Thursday, August 7, 2008

So You Think You Can Dance - Finale Pt 2 - And The Winner Is...

I think Cat has worn exactly ONE (okay, maybe two, I just saw another) outfit this year that didn't make me recoil in horror. Then again, nothing's been as awful as that pink leopard print Gucci dress she wore in season 2, although this gold fringed thing with what appears to be a mustard striped leotard underneath is giving it a run for its money. Why on earth do I remember this crap?

It's super weird to see the Top 20 again. What an unmemorable bunch they were. Tom and I agreed that it might be some of the strongest Top 4 we've seen but definitely not the strongest 20. We also agree on best routine of each season and had a fond moment reminiscing about Sabra and Neil's "Sweet Dreams" piece. We are dorks to the infinite power, yes it's true.

Shane Sparks put together a routine I think I saw on some cheerleading competition on ESPN. I guess all that time with Li'l Mama over on America's Best Dance Crew has dulled his senses or something.

The judges choose their favorite routines and first up is Nigel's. I, too, loved Katee and Josh's Bollywood routine. Good fun. Furthermore, I can't believe they remember it. I have an unfortunate tendency to forget my Tae Kwon Do forms as soon as I've tested them.

Mary's pick is Courtney and Gev's rhumba. Gev got a haircut. He looks better. It's like he came in a boy and left a man. :sniff: Courtney is so lucky she got that Sonya routine with Mark at the end because she's just... not that great, right?

Aww yeah, it's the pop off! I love Phillip Chbeeb. LOVE HIM. The other guy, Robert Muraine, quit in Vegas so he gets the lame vote from me. Phillip didn't go to Vegas because he caught pneumonia. I wondered why I didn't see him there. I don't get why everyone likes Robert better. Humf. At least Mia agrees with me.

Lil C spouts off some words of wisdom about the show being a museum or something then chooses Mark and Chelsie's hip hop routine to Leona Lewis' "Bleeding Love." A good choice. I'd forgotten this routine but it showcased them both really well (and gosh that Mark is such a cutie). Chelsie was better than Courtney. The truth is out.

Oh. My. God. Mary Murphy is grabbing Dmitri's butt. Damn, Mary's actually got a hot figure under those weirdo outfits she wears. It's good to see she can still cut a rug.

Mia's choice is Will and Katee's pas de deux choreographed by the legendary Desmond Richardson. Deffo one of the highlights and all the judges are on their feet at the end.

Adam Shankman is one of my favorite gays. He seems like he might be slightly unhinged but oodles of fun. Yipee, he picks Sonya's "Garden" piece. Psyched to see Mark and Courtney perform it again.

Ahh, it's the first cut of the night. Finally. The first to go is... Courtney. I think no one is surprised.

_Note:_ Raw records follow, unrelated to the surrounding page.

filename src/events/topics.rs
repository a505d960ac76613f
//! Broadcast topic names and payload shapes.
//!
//! These are the fire-and-forget notifications pushed to connected
//! websocket clients, distinct from the cross-service `TaskEvent` envelope.

use chrono::{DateTime, Utc};
use serde::{Deserialize, Serialize};

pub const TASK_CREATED: &str = "task.created";
pub const TASK_UPDATED: &str = "task.updated";
pub const TASK_DELETED: &str = "task.deleted";

pub const JOB_CREATED: &str = "job.created";
pub const JOB_EXECUTED: &str = "job.executed";
pub const JOB_COMPLETED: &str = "job.completed";

#[derive(Debug, Clone, Serialize, Deserialize, PartialEq)]
#[serde(rename_all = "camelCase")]
pub struct JobCreatedPayload {
    pub id: String,
    pub task_id: String,
    pub scheduled_at: DateTime<Utc>,
    pub created_at: DateTime<Utc>,
}

#[derive(Debug, Clone, Serialize, Deserialize, PartialEq)]
#[serde(rename_all = "camelCase")]
pub struct JobExecutedPayload {
    pub id: String,
    pub task_id: String,
    pub executed_at: DateTime<Utc>,
    pub status: String,
    pub result: Option<String>,
}

#[derive(Debug, Clone, Serialize, Deserialize, PartialEq)]
#[serde(rename_all = "camelCase")]
pub struct JobCompletedPayload {
    pub id: String,
    pub task_id: String,
    pub completed_at: DateTime<Utc>,
    /// `completed_at - executed_at` in milliseconds.
    pub duration_ms: i64,
}

#[derive(Debug, Clone, Serialize, Deserialize, PartialEq)]
#[serde(rename_all = "camelCase")]
pub struct TaskChangedPayload {
    pub id: String,
    pub title: Option<String>,
    pub description: Option<String>,
    pub status: Option<String>,
}

#[derive(Debug, Clone, Serialize, Deserialize, PartialEq)]
#[serde(rename_all = "camelCase")]
pub struct TaskDeletedPayload {
    pub id: String,
    pub deleted_at: DateTime<Utc>,
}
//! Strategy selection from configuration. Pure construction, no I/O.

use super::{CommError, CommunicationStrategy, HttpStrategy, RedisStrategy, SocketStrategy};
use crate::config::{CommunicationConfig, CommunicationMode};

/// Build the strategy for the selected mode, validating that the mode's
/// endpoint parameters are present.
pub fn create(
    mode: CommunicationMode,
    config: &CommunicationConfig,
) -> Result<Box<dyn CommunicationStrategy>, CommError> {
    match mode {
        CommunicationMode::Http => {
            let url = config.scheduler_url.as_ref().ok_or_else(|| {
                CommError::Configuration(
                    "scheduler URL is required for http communication mode".to_string(),
                )
            })?;
            Ok(Box::new(HttpStrategy::new(url)))
        }
        CommunicationMode::Redis => {
            let url = config.redis_url().ok_or_else(|| {
                CommError::Configuration(
                    "redis host and port are required for redis communication mode".to_string(),
                )
            })?;
            Ok(Box::new(RedisStrategy::new(url)))
        }
        CommunicationMode::Socketio => {
            let url = config.socket_url.as_ref().ok_or_else(|| {
                CommError::Configuration(
                    "socket URL is required for socketio communication mode".to_string(),
                )
            })?;
            Ok(Box::new(SocketStrategy::new(url)))
        }
    }
}
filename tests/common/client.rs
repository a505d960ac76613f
//! HTTP client for end-to-end tests
//!
//! Thin wrapper around reqwest covering both servers' endpoints. When a
//! route or request shape changes, update only this file.

use super::constants::*;
use reqwest::Response;
use serde_json::json;
use std::time::Duration;

pub struct TestClient {
    pub client: reqwest::Client,
    pub base_url: String,
}

impl TestClient {
    pub fn new(base_url: impl Into<String>) -> Self {
        let client = reqwest::Client::builder()
            .timeout(Duration::from_secs(REQUEST_TIMEOUT_SECS))
            .build()
            .expect("Failed to build reqwest client");

        Self {
            client,
            base_url: base_url.into(),
        }
    }

    // ========================================================================
    // Scheduler endpoints
    // ========================================================================

    /// POST /v1/jobs
    pub async fn create_job(&self, task_id: &str, scheduled_at: &str) -> Response {
        self.client
            .post(format!("{}/v1/jobs", self.base_url))
            .json(&json!({ "taskId": task_id, "scheduledAt": scheduled_at }))
            .send()
            .await
            .expect("Create job request failed")
    }

    /// GET /v1/jobs
    pub async fn list_jobs(&self) -> Response {
        self.client
            .get(format!("{}/v1/jobs", self.base_url))
            .send()
            .await
            .expect("List jobs request failed")
    }

    /// GET /v1/jobs/{id}
    pub async fn get_job(&self, id: &str) -> Response {
        self.client
            .get(format!("{}/v1/jobs/{}", self.base_url, id))
            .send()
            .await
            .expect("Get job request failed")
    }

    /// POST /v1/jobs/{id}/execute
    pub async fn execute_job(&self, id: &str) -> Response {
        self.client
            .post(format!("{}/v1/jobs/{}/execute", self.base_url, id))
            .send()
            .await
            .expect("Execute job request failed")
    }

    /// GET /v1/tasks/{task_id}/jobs
    pub async fn jobs_for_task(&self, task_id: &str) -> Response {
        self.client
            .get(format!("{}/v1/tasks/{}/jobs", self.base_url, task_id))
            .send()
            .await
            .expect("Jobs for task request failed")
    }

    /// POST /api/v1/events/task
    pub async fn post_event(&self, event: &serde_json::Value) -> Response {
        self.client
            .post(format!("{}/api/v1/events/task", self.base_url))
            .json(event)
            .send()
            .await
            .expect("Post event request failed")
    }

    // ========================================================================
    // Task endpoints
    // ========================================================================

    /// POST /v1/tasks
    pub async fn create_task(&self, title: &str, description: Option<&str>) -> Response {
        self.client
            .post(format!("{}/v1/tasks", self.base_url))
            .json(&json!({ "title": title, "description": description }))
            .send()
            .await
            .expect("Create task request failed")
    }

    /// GET /v1/tasks
    pub async fn list_tasks(&self) -> Response {
        self.client
            .get(format!("{}/v1/tasks", self.base_url))
            .send()
            .await
            .expect("List tasks request failed")
    }

    /// GET /v1/tasks/{id}
    pub async fn get_task(&self, id: &str) -> Response {
        self.client
            .get(format!("{}/v1/tasks/{}", self.base_url, id))
            .send()
            .await
            .expect("Get task request failed")
    }

    /// PUT /v1/tasks/{id}
    pub async fn update_task(&self, id: &str, body: &serde_json::Value) -> Response {
        self.client
            .put(format!("{}/v1/tasks/{}", self.base_url, id))
            .json(body)
            .send()
            .await
            .expect("Update task request failed")
    }

    /// DELETE /v1/tasks/{id}
    pub async fn delete_task(&self, id: &str) -> Response {
        self.client
            .delete(format!("{}/v1/tasks/{}", self.base_url, id))
            .send()
            .await
            .expect("Delete task request failed")
    }
}
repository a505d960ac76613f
use std::process::Command;

fn main() {
    // Get the short git commit hash
    let output = Command::new("git")
        .args(["rev-parse", "--short", "HEAD"])
        .output()
        .ok();

    let git_hash = output
        .and_then(|o| {
            if o.status.success() {
                String::from_utf8(o.stdout).ok()
            } else {
                None
            }
        })
        .map(|s| s.trim().to_string())
        .unwrap_or_else(|| "unknown".to_string());

    println!("cargo:rustc-env=GIT_HASH={}", git_hash);

    // Re-run if git HEAD changes
    println!("cargo:rerun-if-changed=.git/HEAD");
    println!("cargo:rerun-if-changed=.git/refs/heads/");
}
use crate::adapters::{ClientError, ConversionClient, PlatformResponse, ResponseVerdict};
use crate::config::MetaConfig;
use crate::errors::AppError;
use crate::models::{Lead, PlatformName, TargetStatus};
use crate::pii_hashing::{hash_email, hash_phone};
use async_trait::async_trait;
use chrono::Utc;
use serde_json::{json, Value};
use std::time::Duration;

/// Sends CRM events to the Meta Conversions API.
///
/// Email and phone are hashed before they are placed in the payload.
#[derive(Clone)]
pub struct MetaAdsClient {
    client: reqwest::Client,
    config: MetaConfig,
    default_phone_region: String,
}

/// Standard Meta event for a status, `None` when the status is not a conversion.
fn event_name(status: TargetStatus) -> Option<&'static str> {
    match status {
        TargetStatus::Qualified => Some("Lead"),
        TargetStatus::Won => Some("Purchase"),
        TargetStatus::Lost => None,
    }
}

impl MetaAdsClient {
    pub fn new(
        config: MetaConfig,
        default_phone_region: String,
        timeout: Duration,
    ) -> Result<Self, AppError> {
        let client = reqwest::Client::builder()
            .timeout(timeout)
            .build()
            .map_err(|e| {
                AppError::ExternalApiError(format!("Failed to create Meta client: {}", e))
            })?;

        Ok(Self {
            client,
            config,
            default_phone_region,
        })
    }

    /// Builds the `/events` payload. Only hashed identifiers and the click id are sent.
    pub fn build_payload(&self, lead: &Lead, event_name: &str, fbclid: &str) -> Value {
        let event_time = Utc::now().timestamp();

        let mut user_data = json!({
            // Click id format: fb.{subdomain_index}.{creation_time_ms}.{fbclid}
            "fbc": format!("fb.1.{}.{}", event_time * 1000, fbclid),
            "lead_id": lead.id.to_string(),
        });
        if let Some(em) = lead.email.as_deref().and_then(hash_email) {
            user_data["em"] = json!([em]);
        }
        if let Some(ph) = lead
            .phone
            .as_deref()
            .and_then(|p| hash_phone(p, &self.default_phone_region))
        {
            user_data["ph"] = json!([ph]);
        }

        let mut custom_data = json!({
            "event_source": "crm",
            "lead_event_source": "conversion-sync-api",
        });
        if let Some(value) = lead.deal_value {
            custom_data["value"] = json!(value);
            custom_data["currency"] = json!(lead.currency.as_deref().unwrap_or("USD"));
        }

        let mut payload = json!({
            "data": [{
                "event_name": event_name,
                "event_time": event_time,
                "event_id": format!("{}-{}", lead.id, event_name),
                "action_source": "system_generated",
                "user_data": user_data,
                "custom_data": custom_data,
            }]
        });
        if let Some(code) = &self.config.test_event_code {
            payload["test_event_code"] = json!(code);
        }
        payload
    }
}

#[async_trait]
impl ConversionClient for MetaAdsClient {
    fn platform(&self) -> PlatformName {
        PlatformName::MetaAds
    }

    async fn submit_conversion(
        &self,
        lead: &Lead,
        status: TargetStatus,
    ) -> Result<PlatformResponse, ClientError> {
        let Some(event_name) = event_name(status) else {
            return Err(ClientError::NotConfigured);
        };
        let Some(fbclid) = lead.fbclid.as_deref().filter(|f| !f.trim().is_empty()) else {
            return Err(ClientError::NotConfigured);
        };

        let url = format!(
            "{}/{}/events",
            self.config.graph_base_url, self.config.pixel_id
        );
        tracing::info!("Sending Meta {} event for lead {}", event_name, lead.id);
        // Token goes in the query string; never log the full URL
        tracing::debug!("Meta URL: {}?access_token=[REDACTED]", url);

        let response = self
            .client
            .post(&url)
            .query(&[("access_token", self.config.access_token.as_str())])
            .json(&self.build_payload(lead, event_name, fbclid))
            .send()
            .await?;
        PlatformResponse::from_reqwest(response).await
    }

    fn inspect_body(&self, body: &[u8]) -> Option<ResponseVerdict> {
        let value: Value = serde_json::from_slice(body).ok()?;

        if let Some(error) = value.get("error") {
            let message = error
                .get("message")
                .and_then(|m| m.as_str())
                .unwrap_or("unknown Meta error");
            return Some(ResponseVerdict::Rejected(vec![message.to_string()]));
        }

        let received = value.get("events_received").and_then(|v| v.as_u64())?;
        if received == 0 {
            return Some(ResponseVerdict::Rejected(vec![
                "Meta received no events".to_string(),
            ]));
        }
        Some(ResponseVerdict::Accepted)
    }
}

#[cfg(test)]
mod tests {
    use super::*;
    use crate::pii_hashing::sha256_hex;
    use uuid::Uuid;

    fn client() -> MetaAdsClient {
        MetaAdsClient::new(
            MetaConfig {
                graph_base_url: "https://example.com".to_string(),
                pixel_id: "pixel".to_string(),
                access_token: "token".to_string(),
                test_event_code: None,
            },
            "US".to_string(),
            Duration::from_secs(5),
        )
        .unwrap()
    }

    fn lead() -> Lead {
        Lead {
            id: Uuid::new_v4(),
            org_id: Uuid::new_v4(),
            name: "Jane Roe".to_string(),
            email: Some("Jane@Example.com".to_string()),
            phone: Some("(650) 253-0000".to_string()),
            stage_id: None,
            gclid: None,
            fbclid: Some("IwAR123".to_string()),
            msclkid: None,
            deal_value: Some(250.0),
            currency: Some("EUR".to_string()),
        }
    }

    #[test]
    fn test_payload_contains_only_hashed_pii() {
        let lead = lead();
        let payload = client().build_payload(&lead, "Purchase", "IwAR123");
        let text = payload.to_string();

        assert!(!text.contains("Jane@Example.com"));
        assert!(!text.contains("jane@example.com"));
        assert!(!text.contains("253-0000"));
        assert!(!text.contains("Jane Roe"));

        let user_data = &payload["data"][0]["user_data"];
        assert_eq!(user_data["em"][0], sha256_hex("jane@example.com"));
        assert_eq!(user_data["ph"][0], sha256_hex("16502530000"));
        assert!(user_data["fbc"].as_str().unwrap().ends_with(".IwAR123"));
        assert_eq!(payload["data"][0]["custom_data"]["currency"], "EUR");
    }

    #[test]
    fn test_lost_is_not_a_meta_event() {
        assert_eq!(event_name(TargetStatus::Lost), None);
        assert_eq!(event_name(TargetStatus::Won), Some("Purchase"));
    }

    #[test]
    fn test_inspect_body() {
        let c = client();
        assert_eq!(
            c.inspect_body(br#"{"events_received": 1, "messages": []}"#),
            Some(ResponseVerdict::Accepted)
        );
        assert_eq!(
            c.inspect_body(br#"{"events_received": 0}"#),
            Some(ResponseVerdict::Rejected(vec!["Meta received no events".to_string()]))
        );
        assert_eq!(
            c.inspect_body(br#"{"error": {"message": "Invalid parameter"}}"#),
            Some(ResponseVerdict::Rejected(vec!["Invalid parameter".to_string()]))
        );
        assert_eq!(c.inspect_body(br#"{"fbtrace_id": "x"}"#), None);
    }
}
use crate::models::{AggregatedResult, SyncClassification, SyncOutcome};

/// Reduces dispatch outcomes to ordered success and failure sets.
///
/// Neutral skips are dropped. Sets are ordered by platform, not by completion.
/// A platform reported both ways counts as failed, keeping the sets disjoint.
pub fn aggregate(outcomes: &[SyncOutcome]) -> AggregatedResult {
    let mut result = AggregatedResult::default();

    for outcome in outcomes {
        match outcome.classification {
            SyncClassification::Succeeded => {
                result.succeeded_platforms.insert(outcome.platform);
            }
            SyncClassification::Failed => {
                result.failed_platforms.insert(outcome.platform);
            }
            SyncClassification::NeutralSkip => {}
        }
    }

    let failed = result.failed_platforms.clone();
    result.succeeded_platforms.retain(|p| !failed.contains(p));
    result
}
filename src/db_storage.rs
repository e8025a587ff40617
use crate::errors::{AppError, ResultExt};
use crate::models::{Lead, PipelineColumn};
use crate::stores::{ColumnStore, LeadStore};
use async_trait::async_trait;
use sqlx::PgPool;
use uuid::Uuid;

/// Postgres-backed lead store
pub struct PgLeadStore {
    pool: PgPool,
}

impl PgLeadStore {
    pub fn new(pool: PgPool) -> Self {
        Self { pool }
    }
}

#[async_trait]
impl LeadStore for PgLeadStore {
    async fn get_lead(&self, id: Uuid) -> Result<Lead, AppError> {
        sqlx::query_as::<_, Lead>(
            r#"
            SELECT id, org_id, name, email, phone, stage_id,
                   gclid, fbclid, msclkid, deal_value, currency
            FROM leads
            WHERE id = $1
            "#,
        )
        .bind(id)
        .fetch_optional(&self.pool)
        .await
        .with_context(|| format!("Loading lead {}", id))?
        .ok_or_else(|| AppError::NotFound(format!("Lead {} not found", id)))
    }

    /// Only the stage column is written; the rest of the lead is owned elsewhere
    async fn set_stage(&self, id: Uuid, column_id: Uuid) -> Result<(), AppError> {
        let result = sqlx::query(
            r#"
            UPDATE leads
            SET stage_id = $2, updated_at = now()
            WHERE id = $1
            "#,
        )
        .bind(id)
        .bind(column_id)
        .execute(&self.pool)
        .await
        .with_context(|| format!("Updating stage of lead {}", id))?;

        if result.rows_affected() == 0 {
            return Err(AppError::NotFound(format!(
                "Lead {} disappeared before its stage could be updated",
                id
            )));
        }

        tracing::debug!("Stored stage {} for lead {}", column_id, id);
        Ok(())
    }
}

/// Postgres-backed pipeline column store (read-only)
pub struct PgColumnStore {
    pool: PgPool,
}

impl PgColumnStore {
    pub fn new(pool: PgPool) -> Self {
        Self { pool }
    }
}

#[async_trait]
impl ColumnStore for PgColumnStore {
    async fn list_columns(&self, org_id: Uuid) -> Result<Vec<PipelineColumn>, AppError> {
        let columns = sqlx::query_as::<_, PipelineColumn>(
            r#"
            SELECT id, title
            FROM pipeline_columns
            WHERE org_id = $1
            ORDER BY position ASC, created_at ASC
            "#,
        )
        .bind(org_id)
        .fetch_all(&self.pool)
        .await
        .with_context(|| format!("Listing pipeline columns for org {}", org_id))?;

        Ok(columns)
    }
}
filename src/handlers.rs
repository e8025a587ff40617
use crate::config::Config;
use crate::errors::AppError;
use crate::models::{StatusChangeRequest, StatusChangeResponse, TargetStatus};
use crate::orchestrator::{ConversionSyncService, SyncResult};
use axum::{
    extract::{Path, State},
    http::StatusCode,
    Json,
};
use serde_json::json;
use std::sync::Arc;
use uuid::Uuid;

/// Shared application state injected into handlers.
#[derive(Clone)]
pub struct AppState {
    /// Application configuration.
    pub config: Config,
    /// The one orchestrator every status-change entry point goes through.
    pub sync_service: ConversionSyncService,
}

/// Health check endpoint.
#[utoipa::path(
    get,
    path = "/health",
    responses((status = 200, description = "Service is healthy"))
)]
pub async fn health() -> (StatusCode, Json<serde_json::Value>) {
    (
        StatusCode::OK,
        Json(json!({
            "status": "healthy",
            "service": "conversion-sync-api",
            "version": env!("CARGO_PKG_VERSION")
        })),
    )
}

/// Parses a status label, rejecting anything but qualified/won/lost.
pub fn parse_status(raw: &str) -> Result<TargetStatus, AppError> {
    raw.parse::<TargetStatus>().map_err(AppError::BadRequest)
}

impl From<SyncResult> for StatusChangeResponse {
    fn from(result: SyncResult) -> Self {
        Self {
            lead_id: result.lead_id,
            status: result.status,
            report: result.report,
            synced_platforms: result.aggregated.succeeded_platforms.into_iter().collect(),
            failed_platforms: result.aggregated.failed_platforms.into_iter().collect(),
            outcomes: result.outcomes,
            transition: result.transition,
            transition_error: result.transition_error.map(|e| e.to_string()),
        }
    }
}

/// POST /api/v1/leads/:lead_id/status
///
/// Changes a lead's pipeline status and syncs the event to every applicable
/// ad platform and analytics. Partial sync failures come back as a warning in
/// the report; only a failed stage write turns the response into a 500.
///
/// # Arguments
///
/// * `state` - The application state.
/// * `lead_id` - The UUID of the lead.
/// * `body` - JSON body with the new status.
///
/// # Returns
///
/// * `Result<(StatusCode, Json<StatusChangeResponse>), AppError>` - The consolidated report.
#[utoipa::path(
    post,
    path = "/api/v1/leads/{lead_id}/status",
    params(("lead_id" = Uuid, Path, description = "Lead id")),
    request_body = StatusChangeRequest,
    responses(
        (status = 200, description = "Status changed, syncs attempted", body = StatusChangeResponse),
        (status = 400, description = "Unknown status"),
        (status = 404, description = "Lead not found"),
        (status = 500, description = "Stage could not be saved", body = StatusChangeResponse)
    )
)]
pub async fn update_lead_status(
    State(state): State<Arc<AppState>>,
    Path(lead_id): Path<Uuid>,
    Json(body): Json<StatusChangeRequest>,
) -> Result<(StatusCode, Json<StatusChangeResponse>), AppError> {
    tracing::info!("POST /leads/{}/status - status: {}", lead_id, body.status);

    let status = parse_status(&body.status)?;
    let result = state
        .sync_service
        .sync_and_transition(lead_id, status)
        .await?;

    let code = if result.transition_error.is_some() {
        StatusCode::INTERNAL_SERVER_ERROR
    } else {
        StatusCode::OK
    };

    Ok((code, Json(result.into())))
}

#[cfg(test)]
mod tests {
    use super::*;

    #[test]
    fn test_parse_status_rejects_unknown_labels() {
        assert_eq!(parse_status("Won").unwrap(), TargetStatus::Won);

        let err = parse_status("negotiation").unwrap_err();
        assert!(matches!(err, AppError::BadRequest(_)));
    }
}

She's generous and humble about it... or she was until she said she was so proud of herself. Just once I'd like to see someone scream "NOOOOO!" and punch one of their competitors.

I guess Nigel wanted us all to see his choreographing genius once again as we're treated to another performance of "Five Guys Named Moe."

Apparently Wade Robson's run off with Criss Angel and that's why he hasn't been around to jazz up SYTYCD. I don't know how many of you know what a bunny freak I am so I'm both charmed and disturbed by this Cirque du Soleil rabbit homage that is, I guess, part of Angel's "Believe" Vegas show. It's nice to hear Eric Serra's music for this routine. He composed the soundtrack for Luc Besson's The Big Blue, and I've been a fan ever since.

It's Katee's turn to go. Now I am surprised. And bummed. This is what happens when you don't vote, America! Twitch looks as shocked as I am. Cat tells her she's getting $50k for being the top girl which sends her into near hysterics.

These Debbie Allen Dance Academy kids are adorable. I wonder if she yells "You want fame? Well, fame COSTS. And right here is where you start paying . . . IN SWEAT" at them. Nigel comes out to tap along, and he's quite good for a geezer!

Mary brings back Katee and Twitch's door routine. I wonder if they'll have a full on makeout session again. Well, yes. Yes, they did.

Oh crap, it's The Jonas Bros. I mean, oh great. This is awesome. Wow. I was so glad to read the other day that they're saving their virginity and stuff. Purity is the new promiscuity, ya'll! I also read that they're taking their show in a more "Flight of the Conchords" direction. I wonder how Bret and Jemaine feel about that.

Man this show is long.

Debbie picks Twitch and Kherington's "A New Day Has Come" routine that Jean Marc Genereaux choreographed for his disabled daughter.

The last judge's choice is Nigel's, and he wants to see Tabitha and Napoleon's "No Air" routine performed by Katee and Josh. I've really enjoyed what they brought to the show and hope they'll be back again next year.

The final dance is a large number by contestants from seasons past and the current Top 20. Allison had a baby. Good lord. No Sabra! Where's Sabra?! Nice to see Ivan for two seconds.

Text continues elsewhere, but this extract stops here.